ABD Başkanı Jimmy Carter ile Helmut Schmidt
Zaten Brandt’tan sonra Başbakan olan ve onun politikalarını büyük ölçüde
sürdüren Helmut Schmidt’in ve bir diğer SPD’li Fritz Erler’in Atlantik
Köprüsü’nde üst düzey görev yapmaları[26],
ABD’nin o dönemde Almanya’da sadece CDU’ya yatırım yapmadığını ve SPD
içerisinde de kendisine yakın isimleri tepe noktalara getirdiğini
düşündürtmektedir. Ayrıca koalisyon hükümetlerinde genel Dışişleri Bakanlığını alan FDP-Hür Demokratların da ABD'ye bakışının genel anlamda olumlu olduğunu belirtmek gerekir. SPD’li yıllarda Washington’la ilişkilerin sıklık düzeyine
bakıldığında ise; Willy Brandt’ın 5 defa ABD’yi ziyaret ettiği -ki bunlardan
yalnızca 2 tanesi resmi ziyarettir-, Helmut Schmidt’in ise tam 12 defa
Washington’a gittiği anlaşılmaktadır.[27]

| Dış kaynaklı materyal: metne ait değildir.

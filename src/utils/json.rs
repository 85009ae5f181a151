//! Loose JSON parsing and type-narrowing helpers
//!
//! Trace payloads carry stringified JSON produced by several upstream
//! serializers. Some of it is not valid JSON: bare backslashes in Windows paths
//! or regexes, unquoted keys, single quotes, `key=value` maps, and Python
//! `repr` literals. [`parse_loose`] tries a strict parse first and only then a
//! sanitize-and-reparse pass, so valid input is never rewritten.

use once_cell::sync::Lazy;
use regex::{Captures, Regex};
use serde_json::{Map, Value};

/// `{key:` / `, key=` with an unquoted key
static BARE_KEY: Lazy<Regex> = Lazy::new(|| {
    Regex::new(r"([{,]\s*)([A-Za-z_][A-Za-z0-9_\-.]*)\s*(?:=|:)\s*").expect("valid regex")
});

/// `: bareword,` / `: bareword}` / `: bareword]`
static BARE_VALUE: Lazy<Regex> = Lazy::new(|| {
    Regex::new(r"(:\s*)([A-Za-z_][A-Za-z0-9_\-.]*)(\s*[,}\]])").expect("valid regex")
});

/// `{key=` / `, key=` opening a Java-style `toString` map entry
static EQUALS_KEY: Lazy<Regex> = Lazy::new(|| {
    Regex::new(r"([{,]\s*)([A-Za-z_][A-Za-z0-9_\-.]*)\s*=").expect("valid regex")
});

static PY_LITERAL: Lazy<Regex> =
    Lazy::new(|| Regex::new(r"\b(True|False|None)\b").expect("valid regex"));

static TRAILING_COMMA: Lazy<Regex> =
    Lazy::new(|| Regex::new(r",(\s*[}\]])").expect("valid regex"));

/// Piece of the input, either outside or inside a string literal
enum Segment {
    Code(String),
    /// A string literal, already re-quoted with double quotes
    Literal(String),
}

fn is_json_escape(c: char) -> bool {
    matches!(c, '"' | '\\' | '/' | 'b' | 'f' | 'n' | 'r' | 't' | 'u')
}

/// Split input into code and string literal segments.
///
/// Single-quoted literals are rewritten as double-quoted ones and bare
/// backslashes inside literals are escaped.
fn split_segments(input: &str) -> Vec<Segment> {
    let mut segments = Vec::new();
    let mut code = String::new();
    let mut chars = input.chars().peekable();

    while let Some(c) = chars.next() {
        if c != '"' && c != '\'' {
            code.push(c);
            continue;
        }
        if !code.is_empty() {
            segments.push(Segment::Code(std::mem::take(&mut code)));
        }

        let quote = c;
        let mut literal = String::from('"');
        while let Some(ch) = chars.next() {
            match ch {
                '\\' => match chars.peek().copied() {
                    Some('\'') if quote == '\'' => {
                        chars.next();
                        literal.push('\'');
                    }
                    Some(next) if is_json_escape(next) => {
                        chars.next();
                        literal.push('\\');
                        literal.push(next);
                    }
                    _ => literal.push_str("\\\\"),
                },
                ch if ch == quote => break,
                '"' => literal.push_str("\\\""),
                '\n' => literal.push_str("\\n"),
                '\r' => literal.push_str("\\r"),
                '\t' => literal.push_str("\\t"),
                other => literal.push(other),
            }
        }
        literal.push('"');
        segments.push(Segment::Literal(literal));
    }

    if !code.is_empty() {
        segments.push(Segment::Code(code));
    }
    segments
}

fn json_quote(text: &str) -> String {
    Value::String(text.to_string()).to_string()
}

fn is_scalar_literal(text: &str) -> bool {
    matches!(text, "True" | "False" | "None")
        || matches!(
            serde_json::from_str::<Value>(text),
            Ok(Value::Number(_) | Value::Bool(_) | Value::Null)
        )
}

/// One `key=` occurrence inside a code segment
struct EqualsKey<'a> {
    start: usize,
    end: usize,
    prefix: &'a str,
    key: &'a str,
}

/// Rewrite `{a=b c, d=1}` maps into quoted keys and values.
///
/// A value runs until the next `key=` or the closing bracket, so values may
/// contain spaces and commas. Nested maps and lists are left to the later
/// passes.
fn split_equals_pairs(code: &str) -> Vec<Segment> {
    let keys: Vec<EqualsKey> = EQUALS_KEY
        .captures_iter(code)
        .filter_map(|caps| {
            let whole = caps.get(0)?;
            Some(EqualsKey {
                start: whole.start(),
                end: whole.end(),
                prefix: caps.get(1)?.as_str(),
                key: caps.get(2)?.as_str(),
            })
        })
        .collect();
    if keys.is_empty() {
        return vec![Segment::Code(code.to_string())];
    }

    let mut segments = Vec::new();
    let mut cursor = 0;
    for (index, entry) in keys.iter().enumerate() {
        let next = keys.get(index + 1);
        segments.push(Segment::Code(format!(
            "{}{}",
            &code[cursor..entry.start],
            entry.prefix
        )));
        segments.push(Segment::Literal(json_quote(entry.key)));
        segments.push(Segment::Code(": ".to_string()));

        let region_end = next.map_or(code.len(), |n| n.start);
        let region = &code[entry.end..region_end];
        let value_len = region
            .trim_end_matches(|c: char| c == '}' || c == ']' || c.is_whitespace())
            .len();
        let (value, closers) = region.split_at(value_len);
        let trimmed = value.trim();

        if trimmed.is_empty() {
            let nested = next.is_some_and(|n| n.prefix.starts_with('{'));
            let literal_follows = region_end == code.len() && closers.is_empty();
            if !nested && !literal_follows {
                segments.push(Segment::Literal(json_quote("")));
            }
        } else if trimmed.starts_with(['[', '{']) || is_scalar_literal(trimmed) {
            segments.push(Segment::Code(value.to_string()));
        } else {
            segments.push(Segment::Literal(json_quote(trimmed)));
        }
        segments.push(Segment::Code(closers.to_string()));
        cursor = region_end;
    }
    segments
}

fn repair_code(code: &str) -> String {
    let code = PY_LITERAL.replace_all(code, |caps: &Captures| match &caps[1] {
        "True" => "true",
        "False" => "false",
        _ => "null",
    });
    let code = BARE_KEY.replace_all(&code, "$1\"$2\": ");
    let code = BARE_VALUE.replace_all(&code, |caps: &Captures| {
        let word = &caps[2];
        if matches!(word, "true" | "false" | "null") {
            format!("{}{}{}", &caps[1], word, &caps[3])
        } else {
            format!("{}\"{}\"{}", &caps[1], word, &caps[3])
        }
    });
    TRAILING_COMMA.replace_all(&code, "$1").into_owned()
}

/// Rewrite loosely formatted JSON into something `serde_json` can parse.
///
/// The result is not guaranteed to be valid JSON; callers should still parse
/// and fall back on failure.
pub fn sanitize(input: &str) -> String {
    split_segments(input)
        .into_iter()
        .flat_map(|segment| match segment {
            Segment::Code(code) => split_equals_pairs(&code),
            literal => vec![literal],
        })
        .map(|segment| match segment {
            Segment::Code(code) => repair_code(&code),
            Segment::Literal(literal) => literal,
        })
        .collect()
}

/// Parse JSON strictly, then with [`sanitize`], returning `None` if both fail.
pub fn parse_loose(text: &str) -> Option<Value> {
    let trimmed = text.trim();
    if trimmed.is_empty() {
        return None;
    }
    if let Ok(value) = serde_json::from_str::<Value>(trimmed) {
        return Some(value);
    }
    match serde_json::from_str::<Value>(&sanitize(trimmed)) {
        Ok(value) => Some(value),
        Err(e) => {
            tracing::trace!("Loose JSON parse failed, keeping text as-is: {}", e);
            None
        }
    }
}

/// Parse loose JSON, keeping the original text as a JSON string on failure.
pub fn parse_or_text(text: &str) -> Value {
    parse_loose(text).unwrap_or_else(|| Value::String(text.to_string()))
}

/// Parse loose JSON, only accepting objects and arrays.
pub fn parse_structured(text: &str) -> Option<Value> {
    parse_loose(text).filter(|v| v.is_object() || v.is_array())
}

// ============================================================================
// Type narrowing
// ============================================================================

/// Borrow a string field of an object
pub fn str_field<'a>(value: &'a Value, key: &str) -> Option<&'a str> {
    value.get(key).and_then(Value::as_str)
}

/// Borrow a non-empty string field of an object
pub fn non_empty_str<'a>(value: &'a Value, key: &str) -> Option<&'a str> {
    str_field(value, key).filter(|s| !s.trim().is_empty())
}

/// Borrow an object field of an object
pub fn object_field<'a>(value: &'a Value, key: &str) -> Option<&'a Map<String, Value>> {
    value.get(key).and_then(Value::as_object)
}

/// Read an integral number field, accepting floats without a fraction
pub fn int_field(value: &Value, key: &str) -> Option<i64> {
    value.get(key).and_then(as_integer)
}

/// Narrow a JSON value to an integer
pub fn as_integer(value: &Value) -> Option<i64> {
    match value {
        Value::Number(n) => n.as_i64().or_else(|| {
            n.as_f64()
                .filter(|f| f.is_finite() && f.fract() == 0.0)
                .map(|f| f as i64)
        }),
        _ => None,
    }
}

/// Render a JSON value as text: strings verbatim, everything else serialized
pub fn text_of(value: &Value) -> String {
    match value {
        Value::String(s) => s.clone(),
        other => other.to_string(),
    }
}

/// Render a scalar or structured value as text, skipping nulls
pub fn opt_text_of(value: Option<&Value>) -> Option<String> {
    match value {
        None | Some(Value::Null) => None,
        Some(v) => Some(text_of(v)),
    }
}

/// Key added by [`serialize_bounded`] when it had to drop entries
pub const TRUNCATED_MARKER: &str = "metadata_truncated";

/// Serialize an object in at most `max` bytes.
///
/// An object that does not fit loses whole top-level keys, in key order, and
/// gains a `metadata_truncated` marker, so the result is always valid JSON.
/// Returns `None` when not even the marker fits.
pub fn serialize_bounded(object: Map<String, Value>, max: usize) -> Option<String> {
    let value = Value::Object(object);
    let full = value.to_string();
    if full.len() <= max {
        return Some(full);
    }
    let Value::Object(object) = value else {
        return None;
    };

    let mut kept = Map::new();
    kept.insert(TRUNCATED_MARKER.to_string(), Value::Bool(true));
    let mut len = Value::Object(kept.clone()).to_string().len();

    for (key, value) in object {
        if key == TRUNCATED_MARKER {
            continue;
        }
        // `,"key":value`
        let entry = Value::String(key.clone()).to_string().len() + value.to_string().len() + 2;
        if len + entry <= max {
            len += entry;
            kept.insert(key, value);
        }
    }

    (len <= max).then(|| Value::Object(kept).to_string())
}

#[cfg(test)]
mod tests {
    use super::*;
    use serde_json::json;

    #[test]
    fn test_valid_json_parses_unchanged() {
        let text = r#"{"a": [1, 2.5, "x\\y"], "b": {"c": null, "d": true}}"#;
        assert_eq!(
            parse_loose(text),
            Some(serde_json::from_str::<Value>(text).unwrap())
        );
    }

    #[test]
    fn test_sanitize_of_valid_json_parses_to_same_value() {
        let text = r#"{"path": "C:\\temp", "list": ["a", "b"], "n": -3}"#;
        let direct: Value = serde_json::from_str(text).unwrap();
        let sanitized: Value = serde_json::from_str(&sanitize(text)).unwrap();
        assert_eq!(direct, sanitized);
    }

    #[test]
    fn test_bare_backslashes_are_escaped() {
        let value = parse_loose(r#"{"path": "C:\temp\data"}"#).unwrap();
        assert_eq!(value, json!({"path": "C:\\temp\\data"}));
    }

    #[test]
    fn test_single_quotes_and_python_literals() {
        let value = parse_loose("{'name': 'O\\'Hara', 'ok': True, 'v': None, 'q': 'say \"hi\"'}")
            .unwrap();
        assert_eq!(
            value,
            json!({"name": "O'Hara", "ok": true, "v": null, "q": "say \"hi\""})
        );
    }

    #[test]
    fn test_key_equals_value_maps() {
        let value = parse_loose("[{name=city, type=string, value=Seattle}]").unwrap();
        assert_eq!(
            value,
            json!([{"name": "city", "type": "string", "value": "Seattle"}])
        );
    }

    #[test]
    fn test_equals_maps_with_spaces_and_nesting() {
        let value = parse_loose("[{text=Book a flight to Paris, type=text}]").unwrap();
        assert_eq!(value, json!([{"text": "Book a flight to Paris", "type": "text"}]));

        let value = parse_loose("{outer={inner=1, flag=True}, name='x y', empty=}").unwrap();
        assert_eq!(
            value,
            json!({"outer": {"inner": 1, "flag": true}, "name": "x y", "empty": ""})
        );
    }

    #[test]
    fn test_unquoted_keys_with_bare_words() {
        let value = parse_loose("{location: Paris, days: 3, flag: false,}").unwrap();
        assert_eq!(value, json!({"location": "Paris", "days": 3, "flag": false}));
    }

    #[test]
    fn test_colons_inside_strings_are_untouched() {
        let value = parse_loose(r#"{'text': 'a, b: c', n: 1}"#).unwrap();
        assert_eq!(value, json!({"text": "a, b: c", "n": 1}));
    }

    #[test]
    fn test_unparseable_text_falls_back() {
        assert_eq!(parse_loose("just some words"), None);
        assert_eq!(parse_or_text("just some words"), json!("just some words"));
        assert_eq!(parse_loose("   "), None);
    }

    #[test]
    fn test_parse_structured_rejects_scalars() {
        assert_eq!(parse_structured("42"), None);
        assert_eq!(parse_structured("[1]"), Some(json!([1])));
    }

    #[test]
    fn test_type_narrowing() {
        let v = json!({"s": "x", "blank": "  ", "i": 3, "f": 4.0, "g": 4.5, "o": {}});
        assert_eq!(str_field(&v, "s"), Some("x"));
        assert_eq!(non_empty_str(&v, "blank"), None);
        assert_eq!(int_field(&v, "i"), Some(3));
        assert_eq!(int_field(&v, "f"), Some(4));
        assert_eq!(int_field(&v, "g"), None);
        assert_eq!(int_field(&v, "s"), None);
        assert!(object_field(&v, "o").is_some());
        assert_eq!(text_of(&json!({"a": 1})), r#"{"a":1}"#);
        assert_eq!(opt_text_of(Some(&Value::Null)), None);
    }

    #[test]
    fn test_serialize_bounded_fits() {
        let object = json!({"a": 1, "b": "two"}).as_object().cloned().unwrap();
        assert_eq!(serialize_bounded(object, 64).as_deref(), Some(r#"{"a":1,"b":"two"}"#));
    }

    #[test]
    fn test_serialize_bounded_drops_whole_keys() {
        let object = json!({"big": "x".repeat(100), "small": "ok"})
            .as_object()
            .cloned()
            .unwrap();
        let bounded = serialize_bounded(object, 48).unwrap();
        assert!(bounded.len() <= 48);

        let parsed: Value = serde_json::from_str(&bounded).unwrap();
        assert_eq!(parsed, json!({"metadata_truncated": true, "small": "ok"}));
    }

    #[test]
    fn test_serialize_bounded_too_small_for_marker() {
        let object = json!({"big": "x".repeat(100)}).as_object().cloned().unwrap();
        assert_eq!(serialize_bounded(object, 8), None);
    }
}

Bu da, Soğuk Savaş süresince SPD’li yıllarda da ABD’nin Almanya dış
politikasında etkili olduğu intibaını yaratmaktadır. Bu dönemde Almanya
Cumhurbaşkanı Walter Scheel de 1975 yılında bir defa ABD’yi resmi olarak
ziyaret etmiştir.
Başkan Ronald Reagan 1987’de ünlü ‘bu duvarı yıkın’ konuşmasını yaparken sağında Başbakan Helmut Kohl onu izliyor
Soğuk Savaş’ın sonlanacağı Helmut Kohl iktidarında ise, Almanya’nın ABD
ile ilişkilerindeki uyum sürerken, Almanya’nın yeniden birleşmesi ve Avrupa
Topluluğu’nun Avrupa Birliği’ne dönüşerek büyük bir federal devlet gibi
yönetilmeye başlanması gibi kritik gelişmeler yaşandığı için, Washington’ın
Bonn/Berlin üzerindeki etkisi görece azalmış olabilir. Fakat Kohl’un da tam 21
defa ABD’yi ziyaret ettiği düşünülürse, ilişkilerin bu dönemde de ne kadar sıkı
olduğu anlaşılabilecektir.[28] Zaten
Almanya’nın birleşmesi konusunda da ABD’nin tavrı Avrupalı müttefiklerden bile
daha destekleyici olmuş ve ünlü konuşmasında, Başbakan Reagan, daha 1987’de
Berlin Duvarı için “bu duvarı yıkın”
(tear down this wall) demiştir.[29] Her
ne kadar iki Almanya’nın birleşmesi öncesinde eski ünlü Dışişleri Bakanı Henry
Kissinger, “Ben, Nazi döneminde
Almanya’da yaşadığım için, Almanya’nın birleşme sorunu ve olgusu, beni huzursuz
etmiştir.” gibi bir açıklama yapsa da, o dönem yapılan anketlerde Amerikan
halkının yüzde 61’inin buna destek olduğu ortaya konmuştur.[30] Avrupalı
müttefikler ise, bu süreçte Almanya’nın yeniden çok güçlenmesi ve savaş öncesi
döneme dönmesi endişeleri nedeniyle daha az coşkulu olmuşlardır. Uzun süreli
Helmut Kohl iktidarında Almanya Cumhurbaşkanları Kurt Carstens (1), Richard von
Weizsaecker (3) ve Roman Herzog (1) da ABD’yi ziyaret etmişlerdir.[31]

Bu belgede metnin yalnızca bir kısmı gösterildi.